The matter of a referendum is irrelevant

Dear Editor,

I WRITE in respectful concurrence with Justice Duke Pollard’s crystalline analysis of the issues bearing on the question of the presidential term limit.
The matter is constitutionally important and seemingly will reach the Caribbean Court of Justice for final determination.
Of outstanding importance, to my mind, is Justice Pollard’s reference to, and use of, Dr Bennion’s classic ‘Statutory Interpretation’ as a clarifying agent.  [See also ‘Craies on Statute Law’ (5th edn.)]
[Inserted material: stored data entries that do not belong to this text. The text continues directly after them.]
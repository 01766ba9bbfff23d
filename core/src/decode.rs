//! Envelope decoding, the I/O-free half of the executor.
//!
//! `decode_response` and `decode_flat_response` apply the status rule to a
//! complete exchange: a non-2xx status yields a rejected response and the
//! body is ignored. The `decode_envelope`/`decode_flat` functions below them
//! work on a body already known to come from a 2xx response. Every failure is
//! returned as `Err`; the client decides how it is reported.

use serde::de::DeserializeOwned;
use serde_json::Value;

use crate::envelope::{code_field, ApiResponse, Extractors, JsonObject};
use crate::error::DecodeError;
use crate::http::HttpResponse;

/// Decode an exchange with [`decode_envelope`] unless its status is non-2xx.
pub fn decode_response<T: DeserializeOwned>(
    response: &HttpResponse,
    extractors: &Extractors,
) -> Result<ApiResponse<T>, DecodeError> {
    if !response.is_success() {
        return Ok(ApiResponse::rejected(response.status));
    }
    decode_envelope(&response.body, extractors)
}

/// Decode an exchange with [`decode_flat`] unless its status is non-2xx.
pub fn decode_flat_response<T: DeserializeOwned>(
    response: &HttpResponse,
    extractors: &Extractors,
) -> Result<ApiResponse<T>, DecodeError> {
    if !response.is_success() {
        return Ok(ApiResponse::rejected(response.status));
    }
    decode_flat(&response.body, extractors)
}

/// Parse a body whose root must be a JSON object.
pub fn parse_object(body: &str) -> Result<JsonObject, DecodeError> {
    match serde_json::from_str::<Value>(body).map_err(DecodeError::Json)? {
        Value::Object(object) => Ok(object),
        _ => Err(DecodeError::NotAnObject),
    }
}

/// Decode an envelope whose payload is located by the data extractor.
///
/// An absent or `null` data element leaves `data` unset.
pub fn decode_envelope<T: DeserializeOwned>(
    body: &str,
    extractors: &Extractors,
) -> Result<ApiResponse<T>, DecodeError> {
    let object = parse_object(body)?;
    let success = extractors.success(&object)?;
    let code = extractors.code(&object)?;
    let mut response = ApiResponse {
        success,
        code,
        msg: None,
        data: None,
        failure: None,
    };
    if success {
        response.data = match extractors.data(&object)? {
            None | Some(Value::Null) => None,
            Some(element) => Some(serde_json::from_value(element).map_err(DecodeError::Data)?),
        };
    } else {
        response.msg = extractors.msg(&object)?;
    }
    Ok(response)
}

/// Decode an envelope whose payload is the envelope itself.
///
/// `code` is always read from the `code` field and removed before the rest
/// of the object is deserialized, so it never lands in the target type.
pub fn decode_flat<T: DeserializeOwned>(
    body: &str,
    extractors: &Extractors,
) -> Result<ApiResponse<T>, DecodeError> {
    let mut object = parse_object(body)?;
    let success = extractors.success(&object)?;
    let code = code_field(&object)?;
    let mut response = ApiResponse {
        success,
        code,
        msg: None,
        data: None,
        failure: None,
    };
    if success {
        object.remove("code");
        response.data = Some(serde_json::from_value(Value::Object(object)).map_err(DecodeError::Data)?);
    } else {
        response.msg = extractors.msg(&object)?;
    }
    Ok(response)
}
Principally, it is the jurisprudence deriving from Bennion, particularly the bearing of associated words on statutory terms, that led Justice Pollard to the conclusion that articles 1 and 9 of the Constitution refer to “a unified political entity” and not to “constitutional entitlements of the people” as wrongly conceived by Chief Justice Chang and the divergent majority in the Court of Appeal.
I support Justice Pollard’s closely reasoned contention. What eventuates beyond all question is that articles 1 and 9 (the alteration of which requires referenda in keeping with article 164) have not been touched by the impugned amending provision (Act 17 of 2000) which prescribed the two-term presidential limit.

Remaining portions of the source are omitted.